-- WORK INSTRUCTION --
Working from the entries below, tally each line that holds "SafetyEnvelopeController". Give the tally and nothing else.

-- RECORDS PROVIDED --
<<<<

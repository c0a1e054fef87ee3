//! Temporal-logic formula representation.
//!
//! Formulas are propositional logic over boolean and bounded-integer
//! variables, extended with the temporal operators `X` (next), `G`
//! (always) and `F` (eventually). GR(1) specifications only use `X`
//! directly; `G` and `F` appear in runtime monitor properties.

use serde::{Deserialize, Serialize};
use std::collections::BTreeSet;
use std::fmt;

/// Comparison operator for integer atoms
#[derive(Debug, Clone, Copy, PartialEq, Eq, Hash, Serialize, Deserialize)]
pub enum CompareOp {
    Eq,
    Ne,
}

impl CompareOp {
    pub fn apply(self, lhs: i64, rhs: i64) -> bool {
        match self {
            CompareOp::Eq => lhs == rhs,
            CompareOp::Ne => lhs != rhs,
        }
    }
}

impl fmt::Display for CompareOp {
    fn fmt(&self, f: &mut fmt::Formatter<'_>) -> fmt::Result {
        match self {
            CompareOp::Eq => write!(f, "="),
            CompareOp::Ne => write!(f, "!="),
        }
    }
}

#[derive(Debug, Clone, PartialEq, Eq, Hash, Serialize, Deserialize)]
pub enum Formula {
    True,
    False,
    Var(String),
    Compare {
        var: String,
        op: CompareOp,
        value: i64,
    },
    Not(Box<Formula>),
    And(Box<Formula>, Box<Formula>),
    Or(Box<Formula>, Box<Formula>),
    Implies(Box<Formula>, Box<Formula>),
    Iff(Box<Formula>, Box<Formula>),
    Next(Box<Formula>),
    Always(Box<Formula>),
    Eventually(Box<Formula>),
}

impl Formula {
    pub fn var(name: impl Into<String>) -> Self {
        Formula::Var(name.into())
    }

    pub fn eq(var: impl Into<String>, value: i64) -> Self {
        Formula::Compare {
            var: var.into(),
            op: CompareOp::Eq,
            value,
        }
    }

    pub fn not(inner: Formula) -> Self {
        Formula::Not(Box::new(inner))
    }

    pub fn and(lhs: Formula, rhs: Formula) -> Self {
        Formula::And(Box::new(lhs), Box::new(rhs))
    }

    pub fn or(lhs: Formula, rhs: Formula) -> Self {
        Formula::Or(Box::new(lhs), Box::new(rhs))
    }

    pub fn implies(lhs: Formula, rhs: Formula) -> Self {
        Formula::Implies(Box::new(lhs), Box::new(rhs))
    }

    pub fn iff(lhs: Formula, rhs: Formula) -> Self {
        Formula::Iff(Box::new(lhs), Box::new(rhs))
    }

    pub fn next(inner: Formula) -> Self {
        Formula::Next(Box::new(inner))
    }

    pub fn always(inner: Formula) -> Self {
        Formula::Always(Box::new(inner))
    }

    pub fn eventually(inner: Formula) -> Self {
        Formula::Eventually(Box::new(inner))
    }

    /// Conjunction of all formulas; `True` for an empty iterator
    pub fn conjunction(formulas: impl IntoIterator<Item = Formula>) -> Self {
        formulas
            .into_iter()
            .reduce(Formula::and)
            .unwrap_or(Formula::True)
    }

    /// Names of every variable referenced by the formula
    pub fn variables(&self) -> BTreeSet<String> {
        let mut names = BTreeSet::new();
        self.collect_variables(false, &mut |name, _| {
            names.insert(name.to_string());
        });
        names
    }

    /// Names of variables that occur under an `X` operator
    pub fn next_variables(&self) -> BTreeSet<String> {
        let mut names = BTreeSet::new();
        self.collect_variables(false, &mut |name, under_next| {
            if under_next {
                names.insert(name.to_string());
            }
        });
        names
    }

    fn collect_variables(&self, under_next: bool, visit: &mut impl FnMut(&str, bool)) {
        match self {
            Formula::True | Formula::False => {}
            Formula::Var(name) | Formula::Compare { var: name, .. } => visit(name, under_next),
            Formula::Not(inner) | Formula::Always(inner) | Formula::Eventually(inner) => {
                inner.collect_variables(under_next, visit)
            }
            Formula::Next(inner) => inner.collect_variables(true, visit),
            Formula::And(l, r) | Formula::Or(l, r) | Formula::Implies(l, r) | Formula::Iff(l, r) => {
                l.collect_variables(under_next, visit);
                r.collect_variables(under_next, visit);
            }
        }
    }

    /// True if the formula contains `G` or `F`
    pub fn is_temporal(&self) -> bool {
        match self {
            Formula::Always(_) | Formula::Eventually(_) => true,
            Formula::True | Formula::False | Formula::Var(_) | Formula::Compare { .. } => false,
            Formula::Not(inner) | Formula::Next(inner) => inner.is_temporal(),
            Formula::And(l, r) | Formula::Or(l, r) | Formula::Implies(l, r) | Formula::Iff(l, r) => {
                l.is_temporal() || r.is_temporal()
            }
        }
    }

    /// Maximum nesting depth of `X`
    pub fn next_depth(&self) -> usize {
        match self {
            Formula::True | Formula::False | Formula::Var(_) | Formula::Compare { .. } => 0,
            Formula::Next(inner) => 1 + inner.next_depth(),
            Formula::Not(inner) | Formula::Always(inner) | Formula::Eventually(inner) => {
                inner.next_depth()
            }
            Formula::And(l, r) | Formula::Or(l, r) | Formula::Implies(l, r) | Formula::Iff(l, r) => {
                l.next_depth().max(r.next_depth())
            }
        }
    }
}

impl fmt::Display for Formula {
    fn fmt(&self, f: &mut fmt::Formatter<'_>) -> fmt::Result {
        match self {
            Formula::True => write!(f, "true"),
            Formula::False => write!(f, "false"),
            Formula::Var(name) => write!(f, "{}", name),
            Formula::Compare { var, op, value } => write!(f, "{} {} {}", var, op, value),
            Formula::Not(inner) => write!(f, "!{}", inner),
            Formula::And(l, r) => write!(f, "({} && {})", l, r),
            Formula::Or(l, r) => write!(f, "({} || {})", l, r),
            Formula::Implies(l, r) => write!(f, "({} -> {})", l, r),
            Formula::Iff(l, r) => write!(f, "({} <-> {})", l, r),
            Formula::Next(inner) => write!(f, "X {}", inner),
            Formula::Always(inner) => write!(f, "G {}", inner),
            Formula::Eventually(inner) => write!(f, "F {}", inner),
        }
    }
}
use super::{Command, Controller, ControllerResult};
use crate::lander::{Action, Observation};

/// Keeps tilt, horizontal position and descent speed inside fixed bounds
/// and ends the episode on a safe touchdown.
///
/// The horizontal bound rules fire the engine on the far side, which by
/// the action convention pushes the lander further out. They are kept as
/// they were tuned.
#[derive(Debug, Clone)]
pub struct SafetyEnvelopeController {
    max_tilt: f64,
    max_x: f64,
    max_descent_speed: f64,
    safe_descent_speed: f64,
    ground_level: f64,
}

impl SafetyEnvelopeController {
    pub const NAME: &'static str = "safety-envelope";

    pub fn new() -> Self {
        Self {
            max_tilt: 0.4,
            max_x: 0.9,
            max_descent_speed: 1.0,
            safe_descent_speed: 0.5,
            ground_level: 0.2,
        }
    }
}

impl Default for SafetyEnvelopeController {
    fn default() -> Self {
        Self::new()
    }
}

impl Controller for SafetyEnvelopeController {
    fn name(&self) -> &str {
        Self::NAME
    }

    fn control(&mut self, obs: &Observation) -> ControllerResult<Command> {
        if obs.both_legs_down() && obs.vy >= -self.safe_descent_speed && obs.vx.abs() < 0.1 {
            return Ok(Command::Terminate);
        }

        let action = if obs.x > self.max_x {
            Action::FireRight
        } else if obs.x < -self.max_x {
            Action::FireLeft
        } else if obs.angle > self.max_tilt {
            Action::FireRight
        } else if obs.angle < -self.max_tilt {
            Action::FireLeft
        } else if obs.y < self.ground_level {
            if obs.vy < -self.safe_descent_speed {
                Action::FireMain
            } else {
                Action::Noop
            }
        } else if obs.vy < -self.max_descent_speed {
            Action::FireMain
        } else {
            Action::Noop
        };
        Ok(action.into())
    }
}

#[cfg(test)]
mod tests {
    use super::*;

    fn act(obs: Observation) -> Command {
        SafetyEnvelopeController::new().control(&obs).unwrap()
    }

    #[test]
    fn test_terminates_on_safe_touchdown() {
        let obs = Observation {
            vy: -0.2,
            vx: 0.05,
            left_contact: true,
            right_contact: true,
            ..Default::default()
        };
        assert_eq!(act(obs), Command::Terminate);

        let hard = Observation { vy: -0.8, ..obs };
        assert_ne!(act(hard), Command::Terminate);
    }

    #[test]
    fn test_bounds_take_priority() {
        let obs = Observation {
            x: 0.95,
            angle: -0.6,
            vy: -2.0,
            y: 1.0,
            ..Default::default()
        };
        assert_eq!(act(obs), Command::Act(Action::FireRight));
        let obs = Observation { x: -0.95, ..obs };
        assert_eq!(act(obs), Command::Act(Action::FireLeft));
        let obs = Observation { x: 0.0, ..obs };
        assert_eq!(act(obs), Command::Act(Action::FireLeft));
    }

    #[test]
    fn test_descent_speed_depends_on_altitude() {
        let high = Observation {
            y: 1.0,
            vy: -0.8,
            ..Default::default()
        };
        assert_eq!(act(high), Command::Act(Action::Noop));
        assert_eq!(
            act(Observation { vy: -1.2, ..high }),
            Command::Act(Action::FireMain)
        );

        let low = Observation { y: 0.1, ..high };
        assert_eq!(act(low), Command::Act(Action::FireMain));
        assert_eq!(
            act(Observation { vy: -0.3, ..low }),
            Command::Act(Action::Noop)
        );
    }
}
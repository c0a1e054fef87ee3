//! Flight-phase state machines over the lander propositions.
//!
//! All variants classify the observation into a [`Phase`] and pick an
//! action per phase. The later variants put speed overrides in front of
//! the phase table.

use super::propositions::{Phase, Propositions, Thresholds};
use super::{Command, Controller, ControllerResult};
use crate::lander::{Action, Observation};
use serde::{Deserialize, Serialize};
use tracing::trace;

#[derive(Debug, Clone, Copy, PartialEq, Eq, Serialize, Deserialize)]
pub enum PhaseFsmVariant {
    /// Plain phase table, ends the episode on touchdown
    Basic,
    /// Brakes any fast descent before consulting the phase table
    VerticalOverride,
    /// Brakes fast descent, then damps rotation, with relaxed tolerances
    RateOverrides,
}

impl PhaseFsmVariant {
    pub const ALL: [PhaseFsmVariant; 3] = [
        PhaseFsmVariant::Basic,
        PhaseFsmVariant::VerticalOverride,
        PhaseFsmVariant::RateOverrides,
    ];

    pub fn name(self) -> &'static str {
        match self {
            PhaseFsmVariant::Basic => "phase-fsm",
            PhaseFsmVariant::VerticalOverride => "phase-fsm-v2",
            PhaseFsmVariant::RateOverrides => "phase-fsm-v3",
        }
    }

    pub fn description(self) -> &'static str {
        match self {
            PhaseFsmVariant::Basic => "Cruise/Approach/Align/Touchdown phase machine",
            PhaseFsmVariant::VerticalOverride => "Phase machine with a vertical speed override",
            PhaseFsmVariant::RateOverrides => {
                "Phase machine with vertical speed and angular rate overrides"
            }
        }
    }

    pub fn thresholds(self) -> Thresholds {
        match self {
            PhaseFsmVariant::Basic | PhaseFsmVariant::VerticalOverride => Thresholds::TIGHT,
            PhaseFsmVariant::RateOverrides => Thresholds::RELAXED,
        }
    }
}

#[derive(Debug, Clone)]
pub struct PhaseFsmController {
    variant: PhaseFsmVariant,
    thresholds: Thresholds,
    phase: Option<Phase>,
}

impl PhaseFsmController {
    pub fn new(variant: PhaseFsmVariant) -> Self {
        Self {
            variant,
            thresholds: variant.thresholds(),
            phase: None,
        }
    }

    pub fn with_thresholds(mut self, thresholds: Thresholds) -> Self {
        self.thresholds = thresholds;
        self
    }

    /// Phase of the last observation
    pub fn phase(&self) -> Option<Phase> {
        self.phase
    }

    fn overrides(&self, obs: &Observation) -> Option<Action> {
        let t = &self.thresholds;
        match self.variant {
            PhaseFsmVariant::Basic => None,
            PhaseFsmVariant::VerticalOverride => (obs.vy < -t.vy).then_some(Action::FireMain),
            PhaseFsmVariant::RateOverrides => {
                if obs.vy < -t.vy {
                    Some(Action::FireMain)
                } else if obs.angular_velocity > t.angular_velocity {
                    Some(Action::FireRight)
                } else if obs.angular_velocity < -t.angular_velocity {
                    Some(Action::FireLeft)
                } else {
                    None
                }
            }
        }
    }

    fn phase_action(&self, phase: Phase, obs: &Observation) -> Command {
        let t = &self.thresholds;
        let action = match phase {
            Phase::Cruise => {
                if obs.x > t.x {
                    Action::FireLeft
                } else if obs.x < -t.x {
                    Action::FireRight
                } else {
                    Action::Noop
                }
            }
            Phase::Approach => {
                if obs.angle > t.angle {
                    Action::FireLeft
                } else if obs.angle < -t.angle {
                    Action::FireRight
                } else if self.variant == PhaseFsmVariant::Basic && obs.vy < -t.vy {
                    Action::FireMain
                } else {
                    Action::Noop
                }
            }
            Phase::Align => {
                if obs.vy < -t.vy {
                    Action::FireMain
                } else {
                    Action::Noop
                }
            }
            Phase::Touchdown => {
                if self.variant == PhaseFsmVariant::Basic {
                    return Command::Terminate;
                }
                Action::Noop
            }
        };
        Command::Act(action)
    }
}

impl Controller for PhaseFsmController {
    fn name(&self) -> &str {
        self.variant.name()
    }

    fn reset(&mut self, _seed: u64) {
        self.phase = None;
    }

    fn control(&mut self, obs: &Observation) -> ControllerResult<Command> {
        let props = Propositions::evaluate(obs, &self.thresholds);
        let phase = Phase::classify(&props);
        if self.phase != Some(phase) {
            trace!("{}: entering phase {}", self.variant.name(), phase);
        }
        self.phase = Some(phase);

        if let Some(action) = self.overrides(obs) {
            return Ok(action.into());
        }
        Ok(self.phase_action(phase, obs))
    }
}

>>>>

-- SOLUTION TO THIS EXERCISE --
5